Exercise goal: Of all the lines in the entries below, give again exactly those starting at the line containing "inject deterministic vectors" and ending at the line containing "mod embedder;", both ends included, and no others.

★ ★ ★ ★ ★ ★ ★

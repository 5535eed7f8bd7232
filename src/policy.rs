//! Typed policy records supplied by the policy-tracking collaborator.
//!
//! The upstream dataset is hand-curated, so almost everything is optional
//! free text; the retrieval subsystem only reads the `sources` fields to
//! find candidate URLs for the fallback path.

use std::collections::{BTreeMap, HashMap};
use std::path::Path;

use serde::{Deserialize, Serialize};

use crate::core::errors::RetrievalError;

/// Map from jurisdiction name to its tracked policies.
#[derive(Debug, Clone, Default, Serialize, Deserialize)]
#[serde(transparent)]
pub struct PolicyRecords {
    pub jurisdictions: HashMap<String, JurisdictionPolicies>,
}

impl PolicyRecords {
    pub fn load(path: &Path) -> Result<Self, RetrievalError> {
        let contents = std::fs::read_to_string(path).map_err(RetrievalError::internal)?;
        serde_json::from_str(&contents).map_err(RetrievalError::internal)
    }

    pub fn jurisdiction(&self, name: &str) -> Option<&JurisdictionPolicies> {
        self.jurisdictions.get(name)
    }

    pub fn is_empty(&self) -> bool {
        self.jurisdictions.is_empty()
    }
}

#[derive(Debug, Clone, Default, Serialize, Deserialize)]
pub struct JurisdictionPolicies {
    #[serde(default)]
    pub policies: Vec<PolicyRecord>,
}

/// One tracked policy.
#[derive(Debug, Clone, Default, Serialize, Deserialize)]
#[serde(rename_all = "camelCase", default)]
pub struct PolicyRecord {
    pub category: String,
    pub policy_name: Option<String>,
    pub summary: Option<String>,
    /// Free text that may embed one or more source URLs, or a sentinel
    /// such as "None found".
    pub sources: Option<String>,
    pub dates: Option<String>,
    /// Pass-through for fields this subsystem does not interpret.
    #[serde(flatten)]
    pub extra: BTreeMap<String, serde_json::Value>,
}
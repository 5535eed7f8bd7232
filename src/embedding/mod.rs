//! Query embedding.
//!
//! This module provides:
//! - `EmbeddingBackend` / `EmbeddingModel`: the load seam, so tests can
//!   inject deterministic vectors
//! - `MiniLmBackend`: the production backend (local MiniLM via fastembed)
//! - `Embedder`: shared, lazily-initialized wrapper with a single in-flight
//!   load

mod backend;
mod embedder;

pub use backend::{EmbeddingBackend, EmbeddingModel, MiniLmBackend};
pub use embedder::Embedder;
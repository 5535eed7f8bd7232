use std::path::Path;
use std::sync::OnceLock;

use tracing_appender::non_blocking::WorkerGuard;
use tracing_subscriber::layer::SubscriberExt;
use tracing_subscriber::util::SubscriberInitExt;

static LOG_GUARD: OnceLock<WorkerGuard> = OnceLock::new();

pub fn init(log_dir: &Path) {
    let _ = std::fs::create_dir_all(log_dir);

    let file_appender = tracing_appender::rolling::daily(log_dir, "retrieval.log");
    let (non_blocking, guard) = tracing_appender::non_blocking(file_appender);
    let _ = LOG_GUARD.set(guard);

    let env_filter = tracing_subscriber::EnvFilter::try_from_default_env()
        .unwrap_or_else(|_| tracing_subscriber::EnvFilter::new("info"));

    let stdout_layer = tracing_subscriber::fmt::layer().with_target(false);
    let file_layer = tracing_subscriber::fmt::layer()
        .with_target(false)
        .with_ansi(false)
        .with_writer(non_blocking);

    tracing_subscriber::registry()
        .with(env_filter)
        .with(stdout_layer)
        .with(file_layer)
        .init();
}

★ ★ ★ ★ ★ ★ ★

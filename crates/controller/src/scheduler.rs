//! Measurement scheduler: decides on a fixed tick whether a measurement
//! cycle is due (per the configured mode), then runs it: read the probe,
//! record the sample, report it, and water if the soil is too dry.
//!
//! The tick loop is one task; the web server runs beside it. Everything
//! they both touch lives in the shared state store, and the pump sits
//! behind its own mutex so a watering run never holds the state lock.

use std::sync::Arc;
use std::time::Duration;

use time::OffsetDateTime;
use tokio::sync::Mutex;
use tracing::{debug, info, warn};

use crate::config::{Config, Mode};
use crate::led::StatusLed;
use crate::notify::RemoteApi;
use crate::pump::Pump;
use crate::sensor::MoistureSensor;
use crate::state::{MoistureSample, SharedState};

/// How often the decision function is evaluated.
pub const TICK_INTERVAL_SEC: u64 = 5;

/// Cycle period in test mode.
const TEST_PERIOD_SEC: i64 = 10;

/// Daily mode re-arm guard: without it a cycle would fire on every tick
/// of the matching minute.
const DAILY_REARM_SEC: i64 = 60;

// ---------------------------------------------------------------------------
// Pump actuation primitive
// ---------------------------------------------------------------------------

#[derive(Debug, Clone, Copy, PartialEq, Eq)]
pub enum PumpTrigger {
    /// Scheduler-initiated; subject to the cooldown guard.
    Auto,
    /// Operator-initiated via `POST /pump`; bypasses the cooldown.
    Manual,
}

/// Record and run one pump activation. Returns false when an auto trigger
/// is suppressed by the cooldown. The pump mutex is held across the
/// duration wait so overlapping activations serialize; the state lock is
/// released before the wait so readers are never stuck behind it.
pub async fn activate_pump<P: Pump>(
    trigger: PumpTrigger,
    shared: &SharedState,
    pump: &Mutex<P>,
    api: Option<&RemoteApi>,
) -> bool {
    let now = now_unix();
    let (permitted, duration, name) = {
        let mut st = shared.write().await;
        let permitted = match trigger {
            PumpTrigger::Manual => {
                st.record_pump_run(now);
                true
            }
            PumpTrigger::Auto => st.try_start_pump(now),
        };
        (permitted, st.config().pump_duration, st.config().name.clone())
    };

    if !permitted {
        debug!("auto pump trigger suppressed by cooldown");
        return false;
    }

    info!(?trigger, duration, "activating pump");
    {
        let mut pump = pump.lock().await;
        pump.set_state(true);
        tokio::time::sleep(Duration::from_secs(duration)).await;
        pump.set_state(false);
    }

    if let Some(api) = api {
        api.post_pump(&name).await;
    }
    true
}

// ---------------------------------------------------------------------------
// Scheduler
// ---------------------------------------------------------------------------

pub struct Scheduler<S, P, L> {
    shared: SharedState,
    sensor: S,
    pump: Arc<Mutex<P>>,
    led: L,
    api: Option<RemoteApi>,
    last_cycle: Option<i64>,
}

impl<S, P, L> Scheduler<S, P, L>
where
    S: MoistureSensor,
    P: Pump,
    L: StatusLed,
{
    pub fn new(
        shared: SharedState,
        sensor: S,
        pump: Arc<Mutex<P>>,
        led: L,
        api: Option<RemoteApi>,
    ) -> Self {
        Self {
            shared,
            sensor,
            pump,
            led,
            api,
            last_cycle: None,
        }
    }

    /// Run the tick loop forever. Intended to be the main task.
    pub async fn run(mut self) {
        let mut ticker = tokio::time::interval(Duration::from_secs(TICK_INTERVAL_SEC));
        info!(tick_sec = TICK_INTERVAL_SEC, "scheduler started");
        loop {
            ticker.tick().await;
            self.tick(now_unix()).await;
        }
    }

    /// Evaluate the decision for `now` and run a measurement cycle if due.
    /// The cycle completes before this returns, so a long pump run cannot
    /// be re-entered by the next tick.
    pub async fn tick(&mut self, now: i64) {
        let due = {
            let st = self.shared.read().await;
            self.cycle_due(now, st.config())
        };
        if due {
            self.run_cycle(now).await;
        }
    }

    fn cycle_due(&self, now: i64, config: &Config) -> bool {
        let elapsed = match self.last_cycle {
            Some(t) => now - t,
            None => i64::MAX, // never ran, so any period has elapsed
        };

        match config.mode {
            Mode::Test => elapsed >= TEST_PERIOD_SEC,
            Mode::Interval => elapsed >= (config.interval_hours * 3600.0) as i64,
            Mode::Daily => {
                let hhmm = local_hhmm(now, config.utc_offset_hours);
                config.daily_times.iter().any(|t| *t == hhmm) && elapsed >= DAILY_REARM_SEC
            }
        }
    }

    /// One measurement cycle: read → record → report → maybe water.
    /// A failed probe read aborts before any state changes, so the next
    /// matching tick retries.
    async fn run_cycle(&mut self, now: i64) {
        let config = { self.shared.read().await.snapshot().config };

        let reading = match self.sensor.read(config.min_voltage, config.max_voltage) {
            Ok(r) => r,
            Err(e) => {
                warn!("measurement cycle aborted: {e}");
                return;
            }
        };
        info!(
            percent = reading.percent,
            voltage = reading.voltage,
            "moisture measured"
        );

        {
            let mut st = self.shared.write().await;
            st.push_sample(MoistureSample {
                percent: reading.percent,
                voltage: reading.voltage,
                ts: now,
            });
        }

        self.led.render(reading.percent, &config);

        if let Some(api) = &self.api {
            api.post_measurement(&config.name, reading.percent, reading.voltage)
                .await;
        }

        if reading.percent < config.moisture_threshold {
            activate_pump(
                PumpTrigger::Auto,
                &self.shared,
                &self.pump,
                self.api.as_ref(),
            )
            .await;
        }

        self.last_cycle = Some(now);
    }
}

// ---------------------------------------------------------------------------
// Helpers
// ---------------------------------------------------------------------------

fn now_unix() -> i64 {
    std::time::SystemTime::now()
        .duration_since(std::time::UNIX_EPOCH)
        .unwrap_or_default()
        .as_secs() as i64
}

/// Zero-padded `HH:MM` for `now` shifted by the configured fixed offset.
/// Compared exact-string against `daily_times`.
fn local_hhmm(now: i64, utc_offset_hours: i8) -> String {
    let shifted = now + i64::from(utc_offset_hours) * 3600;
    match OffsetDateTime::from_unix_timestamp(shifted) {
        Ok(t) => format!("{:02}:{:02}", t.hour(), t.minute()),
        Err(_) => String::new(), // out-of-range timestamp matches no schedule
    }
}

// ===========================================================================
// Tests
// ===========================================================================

★ ★ ★ ★ ★ ★ ★

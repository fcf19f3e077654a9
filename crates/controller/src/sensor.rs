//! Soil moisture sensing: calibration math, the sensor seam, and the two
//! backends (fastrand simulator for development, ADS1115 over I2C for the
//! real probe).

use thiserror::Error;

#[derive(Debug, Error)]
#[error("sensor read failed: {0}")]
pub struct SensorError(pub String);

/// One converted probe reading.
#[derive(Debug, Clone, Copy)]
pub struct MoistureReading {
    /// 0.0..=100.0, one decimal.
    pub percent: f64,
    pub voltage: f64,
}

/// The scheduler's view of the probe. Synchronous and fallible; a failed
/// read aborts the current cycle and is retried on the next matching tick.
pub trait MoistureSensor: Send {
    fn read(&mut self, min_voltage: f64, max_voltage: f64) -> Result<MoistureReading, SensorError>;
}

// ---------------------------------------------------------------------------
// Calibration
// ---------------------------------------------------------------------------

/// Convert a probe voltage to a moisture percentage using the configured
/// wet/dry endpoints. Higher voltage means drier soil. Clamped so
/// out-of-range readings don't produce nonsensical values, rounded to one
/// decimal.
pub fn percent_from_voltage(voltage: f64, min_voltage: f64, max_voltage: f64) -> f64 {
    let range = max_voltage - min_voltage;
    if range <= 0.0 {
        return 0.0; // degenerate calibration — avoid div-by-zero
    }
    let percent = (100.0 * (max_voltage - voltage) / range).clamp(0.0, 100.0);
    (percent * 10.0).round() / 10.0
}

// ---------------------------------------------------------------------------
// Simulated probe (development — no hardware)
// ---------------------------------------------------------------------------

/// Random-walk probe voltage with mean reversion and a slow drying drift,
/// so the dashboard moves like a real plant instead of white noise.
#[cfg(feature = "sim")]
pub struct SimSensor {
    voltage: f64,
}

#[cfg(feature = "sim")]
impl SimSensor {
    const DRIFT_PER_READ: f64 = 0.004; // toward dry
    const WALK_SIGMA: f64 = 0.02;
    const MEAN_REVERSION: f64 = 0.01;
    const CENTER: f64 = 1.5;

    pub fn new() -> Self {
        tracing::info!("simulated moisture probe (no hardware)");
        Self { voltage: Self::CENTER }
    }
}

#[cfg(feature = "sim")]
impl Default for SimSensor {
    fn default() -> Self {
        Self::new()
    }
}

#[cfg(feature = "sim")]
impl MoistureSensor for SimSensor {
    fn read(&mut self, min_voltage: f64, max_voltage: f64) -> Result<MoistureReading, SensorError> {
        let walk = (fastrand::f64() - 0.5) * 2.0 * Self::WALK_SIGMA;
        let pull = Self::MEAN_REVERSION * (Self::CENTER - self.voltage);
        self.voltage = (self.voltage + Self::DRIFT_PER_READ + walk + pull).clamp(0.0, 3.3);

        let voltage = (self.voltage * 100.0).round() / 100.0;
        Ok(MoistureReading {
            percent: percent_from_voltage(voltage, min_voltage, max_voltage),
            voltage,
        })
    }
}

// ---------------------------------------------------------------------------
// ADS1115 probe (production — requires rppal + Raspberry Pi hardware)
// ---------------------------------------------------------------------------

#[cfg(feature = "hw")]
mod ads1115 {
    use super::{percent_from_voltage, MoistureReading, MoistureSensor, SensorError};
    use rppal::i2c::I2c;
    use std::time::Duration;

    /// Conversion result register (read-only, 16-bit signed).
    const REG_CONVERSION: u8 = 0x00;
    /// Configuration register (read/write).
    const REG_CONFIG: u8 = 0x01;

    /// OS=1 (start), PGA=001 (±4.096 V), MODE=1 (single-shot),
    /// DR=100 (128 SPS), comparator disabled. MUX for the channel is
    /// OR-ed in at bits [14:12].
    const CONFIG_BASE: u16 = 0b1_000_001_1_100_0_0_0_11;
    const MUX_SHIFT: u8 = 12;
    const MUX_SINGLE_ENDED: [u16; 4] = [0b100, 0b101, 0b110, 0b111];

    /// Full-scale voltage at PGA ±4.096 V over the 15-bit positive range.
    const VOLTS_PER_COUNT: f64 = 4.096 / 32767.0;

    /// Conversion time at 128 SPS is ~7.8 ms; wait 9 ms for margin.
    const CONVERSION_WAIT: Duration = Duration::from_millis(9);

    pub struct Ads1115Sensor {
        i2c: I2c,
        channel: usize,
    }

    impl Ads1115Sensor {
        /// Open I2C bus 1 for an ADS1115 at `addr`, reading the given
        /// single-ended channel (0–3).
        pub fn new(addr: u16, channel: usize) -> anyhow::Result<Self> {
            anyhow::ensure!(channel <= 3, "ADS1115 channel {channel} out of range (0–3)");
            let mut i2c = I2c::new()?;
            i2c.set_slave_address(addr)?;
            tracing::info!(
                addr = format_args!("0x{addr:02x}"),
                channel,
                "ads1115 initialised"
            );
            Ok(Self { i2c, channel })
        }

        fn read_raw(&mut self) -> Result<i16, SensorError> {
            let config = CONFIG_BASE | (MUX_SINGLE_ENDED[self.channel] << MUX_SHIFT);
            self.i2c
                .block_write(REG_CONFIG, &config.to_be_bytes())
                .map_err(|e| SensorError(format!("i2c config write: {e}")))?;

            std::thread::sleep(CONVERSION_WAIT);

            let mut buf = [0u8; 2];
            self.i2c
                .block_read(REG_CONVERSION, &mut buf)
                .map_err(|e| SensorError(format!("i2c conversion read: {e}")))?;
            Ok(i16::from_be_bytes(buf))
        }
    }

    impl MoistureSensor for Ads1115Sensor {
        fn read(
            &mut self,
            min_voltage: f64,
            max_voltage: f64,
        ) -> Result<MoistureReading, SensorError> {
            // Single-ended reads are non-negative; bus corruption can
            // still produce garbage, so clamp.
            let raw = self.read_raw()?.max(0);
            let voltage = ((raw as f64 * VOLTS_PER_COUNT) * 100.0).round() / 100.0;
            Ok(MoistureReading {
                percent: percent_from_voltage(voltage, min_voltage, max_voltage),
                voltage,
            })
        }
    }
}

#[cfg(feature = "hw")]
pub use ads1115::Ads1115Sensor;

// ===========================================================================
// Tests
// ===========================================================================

★ ★ ★ ★ ★ ★ ★

Finished task:
//!   inject deterministic vectors
//! - `MiniLmBackend`: the production backend (local MiniLM via fastembed)
//! - `Embedder`: shared, lazily-initialized wrapper with a single in-flight
//!   load

mod backend;
mod embedder;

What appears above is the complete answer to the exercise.